Las noches de Eufònic merecen capítulo aparte. El espacio de Lo Túnel es ni más ni menos que un túnel cegado y rodeado de pinos en medio del pueblo. En ese entorno, adonde conviene ir bien armado contra los mosquitos, se dan cita los conciertos a la vieja usanza y las actuaciones audiovisuales. Alizzz demostró allí el por qué de su pujanza en la escena internacional: el nivel se le presupone, pero su directo fue fantástico y elástico, amplificado por los visuales de Fx Movement, que añadieron aún más color a sus bajos retumbantes y su r'n'b marciano. Jugada ganadora. Los jóvenes Wesphere habían abierto la noche para los más cumplidores con una propuesta que va de la psicodelia a la experimentación cuasi jazzística, demostrando lo que ya decía su disco: que son una rara avis que merece la pena no perder de vista. Chelis alargó y cerró la noche, y se notaba que estaba cómodo. Divirtió y maravilló por igual.

 

La segunda noche simplemente no existió: una lluvia intensísima de 20 minutos que no se llevó por delante la humedad reinante en el ambiente ni impidió que los mosquitos siguieran alimentándose, dio al traste con el montaje de Lo Túnel. Aunque tiene su aquel ver cómo el potencial público invadía el bar de bocatas de la esquina, que hizo su agosto en septiembre. También tiene su aquel que se salvara la sesión de bRUNA para reubicarla en un club del pueblo donde convivió pacíficamente el público de Eufònic y los invitados más jóvenes de las cuatro bodas que al parecer se celebraban ese día en la población. Nos quedamos con las ganas de ver a Xtrngr y los visuales de Desilence. Su disco es una maravilla que hay que ver pronto en directo y en condiciones.

 

#LOVEBOAT

Para borrar el mal sabor de boca de la noche anterior, colofón de lujo en medio del mar.

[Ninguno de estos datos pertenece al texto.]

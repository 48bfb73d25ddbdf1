//! Event polling module for the Launchpad indexer.
//!
//! This module turns the chain event log into a stream of dispatched
//! domain events.
//!
//! # Components
//!
//! - [`classifier`]: Pure mapping from raw events to domain events
//! - [`cursor`]: EventCursor for tracking polling progress
//! - [`poller`]: EventPoller run/stop loop
//! - [`metrics`]: Poller metrics
//! - [`types`]: PollSummary type

pub mod classifier;
pub mod cursor;
pub mod metrics;
pub mod poller;
pub mod types;

pub use classifier::classify;
pub use cursor::EventCursor;
pub use metrics::PollerMetrics;
pub use poller::{EventDispatcher, EventPoller, PollerConfig};
pub use types::PollSummary;
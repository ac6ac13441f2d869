pub mod config;
pub mod handlers;
pub mod models;
pub mod requests;
pub mod routes;
pub mod services;
pub mod state;
pub mod utils;
pub mod views;
use crate::{
    models::payment::CheckoutMethod,
    requests::payment::PageQuery,
    services::checkout::AMOUNT_PROMPT,
    state::AppState,
    views::page::{self, Campaign, PageContext, PaymentStatusPage},
};
use actix_web::{HttpResponse, Result, http::header::ContentType, web};
use chrono::{Datelike, Utc};
use rust_decimal::Decimal;
use serde_json::json;
use tracing::{info, warn};

/// Landing page. Never talks to the payment provider except for the raised
/// total; `donate` in the query string is ignored.
pub async fn index(
    state: web::Data<AppState>,
    query: web::Query<PageQuery>,
) -> Result<HttpResponse> {
    render_page(&state, &query, None).await
}

/// Donate form submission: opens a checkout for the posted selection.
pub async fn donate(
    state: web::Data<AppState>,
    form: web::Form<PageQuery>,
) -> Result<HttpResponse> {
    render_page(&state, &form, form.donate).await
}

async fn render_page(
    state: &AppState,
    query: &PageQuery,
    method: Option<CheckoutMethod>,
) -> Result<HttpResponse> {
    let selector = query.selector();
    let mut checkout = state.checkout_initiator();
    let mut prompt = None;

    if let Some(method) = method {
        match checkout.open(&selector, method) {
            Ok(generation) => {
                checkout.settle().await;
                info!("Checkout #{} settled", generation);
            }
            Err(_) => prompt = Some(AMOUNT_PROMPT),
        }
    }

    let html = page::render(&PageContext {
        campaign: Campaign::from(&state.settings),
        selector: &selector,
        checkout: checkout.state(),
        prompt,
        raised: raised_total(state).await,
        year: Utc::now().year(),
    });

    Ok(HttpResponse::Ok().content_type(ContentType::html()).body(html))
}

async fn raised_total(state: &AppState) -> Option<Decimal> {
    if !state.settings.donation_totals_enabled {
        return None;
    }

    match state
        .gateway
        .donation_total(&state.settings.campaign_reference)
        .await
    {
        Ok(total) => Some(total.total),
        Err(e) => {
            warn!("Raised total unavailable: {}", e);
            None
        }
    }
}

async fn status_page(state: web::Data<AppState>, kind: PaymentStatusPage) -> Result<HttpResponse> {
    info!("Donor returned from Mercado Pago: {:?}", kind);
    let html = page::render_status(kind, &state.settings.athlete_name);
    Ok(HttpResponse::Ok().content_type(ContentType::html()).body(html))
}

pub async fn success(state: web::Data<AppState>) -> Result<HttpResponse> {
    status_page(state, PaymentStatusPage::Success).await
}

pub async fn failure(state: web::Data<AppState>) -> Result<HttpResponse> {
    status_page(state, PaymentStatusPage::Failure).await
}

pub async fn pending(state: web::Data<AppState>) -> Result<HttpResponse> {
    status_page(state, PaymentStatusPage::Pending).await
}

pub async fn health() -> HttpResponse {
    HttpResponse::Ok().json(json!({ "status": "ok" }))
}
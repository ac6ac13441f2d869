use rust_decimal::Decimal;
use serde::{Deserialize, Serialize};
use std::fmt;
use std::str::FromStr;
use thiserror::Error;

/// Message shown to donors whenever a checkout could not be produced. The
/// underlying cause only goes to the logs.
pub const GENERIC_PAYMENT_ERROR: &str = "Não foi possível gerar o pagamento. Tente novamente.";

#[derive(Error, Debug, Clone, PartialEq)]
pub enum GatewayError {
    #[error("Provider rejected the request with status {status}: {body}")]
    Rejected { status: u16, body: String },
    #[error("Malformed provider response: {0}")]
    MalformedResponse(String),
}

#[derive(Error, Debug, Clone, PartialEq)]
pub enum PaymentError {
    #[error("Validation error: {0}")]
    Validation(String),
    #[error("Gateway error: {0}")]
    Gateway(#[from] GatewayError),
    #[error("Network error: {0}")]
    Network(String),
}

impl PaymentError {
    pub fn invalid_amount(amount: Decimal) -> Self {
        PaymentError::Validation(format!("Donation amount must be positive, got {}", amount))
    }
}

impl From<reqwest::Error> for PaymentError {
    fn from(err: reqwest::Error) -> Self {
        if err.is_decode() {
            PaymentError::Gateway(GatewayError::MalformedResponse(err.to_string()))
        } else {
            PaymentError::Network(err.to_string())
        }
    }
}

#[derive(Debug, Clone, Copy, Serialize, Deserialize, PartialEq, Eq, Default)]
#[serde(rename_all = "lowercase")]
pub enum CheckoutMethod {
    #[default]
    Hosted,
    #[serde(alias = "pix")]
    Instant,
}

impl CheckoutMethod {
    pub fn as_str(&self) -> &'static str {
        match self {
            CheckoutMethod::Hosted => "hosted",
            CheckoutMethod::Instant => "instant",
        }
    }
}

impl fmt::Display for CheckoutMethod {
    fn fmt(&self, f: &mut fmt::Formatter<'_>) -> fmt::Result {
        f.write_str(self.as_str())
    }
}

impl FromStr for CheckoutMethod {
    type Err = ();

    fn from_str(s: &str) -> Result<Self, Self::Err> {
        match s {
            "hosted" => Ok(CheckoutMethod::Hosted),
            "instant" | "pix" => Ok(CheckoutMethod::Instant),
            _ => Err(()),
        }
    }
}

#[derive(Debug, Clone, PartialEq, Eq)]
pub struct HostedCheckout {
    pub id: String,
    pub redirect_url: String,
}

#[derive(Debug, Clone, PartialEq, Eq)]
pub struct InstantPayment {
    pub payment_id: String,
    pub qr_code_image_data_uri: String,
    pub copy_paste_code: String,
}

/// What the provider handed back for a donation. Never mutated after it is
/// received.
#[derive(Debug, Clone, PartialEq, Eq)]
pub enum PaymentArtifact {
    RedirectCheckout { id: String, url: String },
    PixPayment {
        payment_id: String,
        qr_code_image_data_uri: String,
        copy_paste_code: String,
    },
}

impl From<HostedCheckout> for PaymentArtifact {
    fn from(checkout: HostedCheckout) -> Self {
        PaymentArtifact::RedirectCheckout {
            id: checkout.id,
            url: checkout.redirect_url,
        }
    }
}

impl From<InstantPayment> for PaymentArtifact {
    fn from(payment: InstantPayment) -> Self {
        PaymentArtifact::PixPayment {
            payment_id: payment.payment_id,
            qr_code_image_data_uri: payment.qr_code_image_data_uri,
            copy_paste_code: payment.copy_paste_code,
        }
    }
}

#[derive(Debug, Clone, Serialize, PartialEq)]
pub struct DonationTotal {
    #[serde(with = "rust_decimal::serde::float")]
    pub total: Decimal,
    pub count: u64,
}
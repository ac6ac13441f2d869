use crate::{
    models::payment::PaymentError,
    requests::payment::PaymentRequest,
    state::AppState,
    utils::helpers::{ApiError, INVALID_AMOUNT_MESSAGE},
};
use actix_web::{HttpResponse, Result, web};
use serde::Serialize;
use tracing::{error, info, warn};

#[derive(Debug, Serialize)]
pub struct CheckoutResponse {
    pub id: String,
    pub init_point: String,
}

#[derive(Debug, Serialize)]
#[serde(rename_all = "camelCase")]
pub struct PixResponse {
    pub qr_code_image: String,
    pub qr_code_copy_paste: String,
    pub payment_id: String,
}

pub async fn create_checkout(
    state: web::Data<AppState>,
    request: web::Json<PaymentRequest>,
) -> Result<HttpResponse> {
    let Some(amount) = request.valid_amount() else {
        warn!("Rejected checkout with amount {:?}", request.amount);
        return Ok(HttpResponse::BadRequest().json(ApiError::new(INVALID_AMOUNT_MESSAGE)));
    };
    let description = request.description_or(&state.settings.campaign_description);
    info!("Creating hosted checkout for amount {}", amount);

    match state.gateway.create_hosted_checkout(amount, description).await {
        Ok(checkout) => Ok(HttpResponse::Created().json(CheckoutResponse {
            id: checkout.id,
            init_point: checkout.redirect_url,
        })),
        Err(PaymentError::Validation(e)) => {
            warn!("Gateway refused amount {}: {}", amount, e);
            Ok(HttpResponse::BadRequest().json(ApiError::new(INVALID_AMOUNT_MESSAGE)))
        }
        Err(e) => {
            error!("Error creating Mercado Pago preference: {}", e);
            Ok(HttpResponse::InternalServerError()
                .json(ApiError::new("Falha ao comunicar com o Mercado Pago.")))
        }
    }
}

pub async fn create_pix(
    state: web::Data<AppState>,
    request: web::Json<PaymentRequest>,
) -> Result<HttpResponse> {
    let Some(amount) = request.valid_amount() else {
        warn!("Rejected PIX payment with amount {:?}", request.amount);
        return Ok(HttpResponse::BadRequest().json(ApiError::new(INVALID_AMOUNT_MESSAGE)));
    };
    let description = request.description_or(&state.settings.campaign_description);
    info!("Creating PIX payment for amount {}", amount);

    match state.gateway.create_instant_payment(amount, description).await {
        Ok(payment) => Ok(HttpResponse::Ok().json(PixResponse {
            qr_code_image: payment.qr_code_image_data_uri,
            qr_code_copy_paste: payment.copy_paste_code,
            payment_id: payment.payment_id,
        })),
        Err(PaymentError::Validation(e)) => {
            warn!("Gateway refused amount {}: {}", amount, e);
            Ok(HttpResponse::BadRequest().json(ApiError::new(INVALID_AMOUNT_MESSAGE)))
        }
        Err(e) => {
            error!("Error generating PIX payment: {}", e);
            Ok(HttpResponse::InternalServerError()
                .json(ApiError::new("Falha ao gerar o pagamento PIX.")))
        }
    }
}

Y es increíble, porque el subidón de energía, diversión, felicidad, amor y empatía que provoca la simple llegado en barco al Xiringuito de la Costa funciona como fantástico agente amnésico. Pablo Honey –leyenda local, con unos fans entregados y fanáticos– pinchó impecablemente hitazo tras hitazo, pasando del indie coreable al french touch con una solvencia envidiable. La llegada en barca de Guille Milkyway revolucionó la plataforma, donde se dispararon todos los resortes y poco tuvo que emplearse para poner a bailar a todo el mundo (incluida alguna intelligenzia a la que se vio bailar como poseída por el "Rumore" de la Carra). Final mediterráneo para un festival cuidado y con sentido, al que hay que acudir dispuesto a un inmersión experiencia total.